Time has definitely soften the blow this month brings.
This year is a big one for me and I’m feeling particularly anxious about it. I’m thankful to Paul and the kids for recognizing my uneasiness and their attempts to brighten it a bit.
Paul often talks about our trip to Disney in our speeches. It was the one vacation we never wanted to end. This says a lot for two people who can only handle so much “vacation time.”
This picture is of him at Hollywood Studios during that time. You can see how sick he was becoming on the outside. My mind always wanders to how he actually felt on the inside.

We were first invited to attend ASHS Mini-THON in 2015. Shane attended with us.
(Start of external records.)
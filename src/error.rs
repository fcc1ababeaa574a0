//! # Errors
//!
//! Error taxonomy shared by the store adapter, the runtime configuration
//! adapter, the credential generator and the reconciler.

use thiserror::Error;

pub type SyncResult<T> = Result<T, SyncError>;

#[derive(Debug, Error)]
pub enum SyncError {
    /// A record that had to exist was absent
    #[error("{kind} not found: {key}")]
    NotFound { kind: &'static str, key: String },

    /// The credential store or the Kubernetes API failed
    #[error("backend failure: {0:#}")]
    Backend(#[from] anyhow::Error),

    /// Malformed input, e.g. an empty identity
    #[error("invalid input: {0}")]
    Validation(String),

    /// The random source or the password hasher could not produce a credential
    #[error("credential generation failed: {0}")]
    RandomSourceExhausted(String),

    /// The caller abandoned the pass before it finished
    #[error("sync cancelled")]
    Cancelled,

    /// One or more identities could not be applied; the others stay committed
    #[error("{} identities failed to apply: {}", .0.len(), describe_failures(.0))]
    Apply(Vec<ApplyFailure>),
}

impl SyncError {
    pub fn not_found(kind: &'static str, key: impl Into<String>) -> Self {
        SyncError::NotFound {
            kind,
            key: key.into(),
        }
    }

    pub fn validation(message: impl Into<String>) -> Self {
        SyncError::Validation(message.into())
    }

    #[must_use]
    pub fn is_not_found(&self) -> bool {
        matches!(self, SyncError::NotFound { .. })
    }
}

/// A per-identity failure collected during the apply phase
#[derive(Debug)]
pub struct ApplyFailure {
    pub identity: String,
    pub error: SyncError,
}

fn describe_failures(failures: &[ApplyFailure]) -> String {
    failures
        .iter()
        .map(|f| format!("{}: {}", f.identity, f.error))
        .collect::<Vec<_>>()
        .join("; ")
}

#[cfg(test)]
mod tests {
    use super::*;

    #[test]
    fn test_apply_error_joins_all_failures() {
        let err = SyncError::Apply(vec![
            ApplyFailure {
                identity: "alice".to_string(),
                error: SyncError::validation("empty email"),
            },
            ApplyFailure {
                identity: "bob".to_string(),
                error: SyncError::Backend(anyhow::anyhow!("connection reset")),
            },
        ]);
        let message = err.to_string();
        assert!(message.starts_with("2 identities failed to apply"));
        assert!(message.contains("alice: invalid input: empty email"));
        assert!(message.contains("bob: backend failure: connection reset"));
    }

    #[test]
    fn test_backend_error_keeps_context_chain() {
        let source = anyhow::anyhow!("timed out").context("Failed to read ConfigMap authelia/users");
        let err = SyncError::from(source);
        assert_eq!(
            err.to_string(),
            "backend failure: Failed to read ConfigMap authelia/users: timed out"
        );
    }

    #[test]
    fn test_not_found_classification() {
        assert!(SyncError::not_found("user", "alice").is_not_found());
        assert!(!SyncError::Cancelled.is_not_found());
    }
}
He passed 17 days after we spoke.
It’s been four years, so while some of the students who met him have moved on, there are always new amazing students committed to raising awareness. We thank you for all that you do.
Thank you for allowing us to continue sharing Shane’s story.

“Time of year” is continuous and cyclical. Its grief squeezing the breath out of me. It’s mostly hidden, but ever present.
The holidays are over and time slows a bit. I feel like I’m drowning in thoughts, memories, all painful and wishful. I worry over things I can’t control. Hello grief. Hello anxiety. Thanks for waking my winter night’s dreams.
We get through an event or significant time, we exhale for maybe a week or two and then BAM! It starts all over again.
This time of year hits me harder than any other. So many things changed during this time. Even after 4 years, I can close my eyes and vividly remember with stabbing pain in my chest those moments I can barely believe we got through.

Research is the key. We are so grateful for our partnership and that Shane’s tumors cells have assisted in pushing forward a clinical trial.
It’s honestly the best gift we ever gave and one we never had to think twice about.

via: https://www.facebook.com/thechildhoodcancerproject/photos/a.460857917581173/800619860271642/?type=3&theater
The Childhood Cancer Project is proud to support the work of Dr. Charles Keller and The Children’s Cancer Therapy Development Institute’s Legacy Autopsy program.
The Legacy Autopsy was created to enable parents of children with cancer to donate tumor tissue to research. The cc-TDI team and The Childhood Cancer Project believe that this kind of research will be field-changing, especially for rare childhood cancers for which cell lines and mouse models do not exist, and for which functional studies have never before been performed.
“The decision to donate our son’s tumors to research continues to give us hope. It allows us to fight for our son and so many others until a cure is found.”
— Shane’s parents
A huge thank you to everyone who has supported The Childhood Cancer Project, without you we couldn’t support so many families and the cc-TDI Legacy Autopsy Program.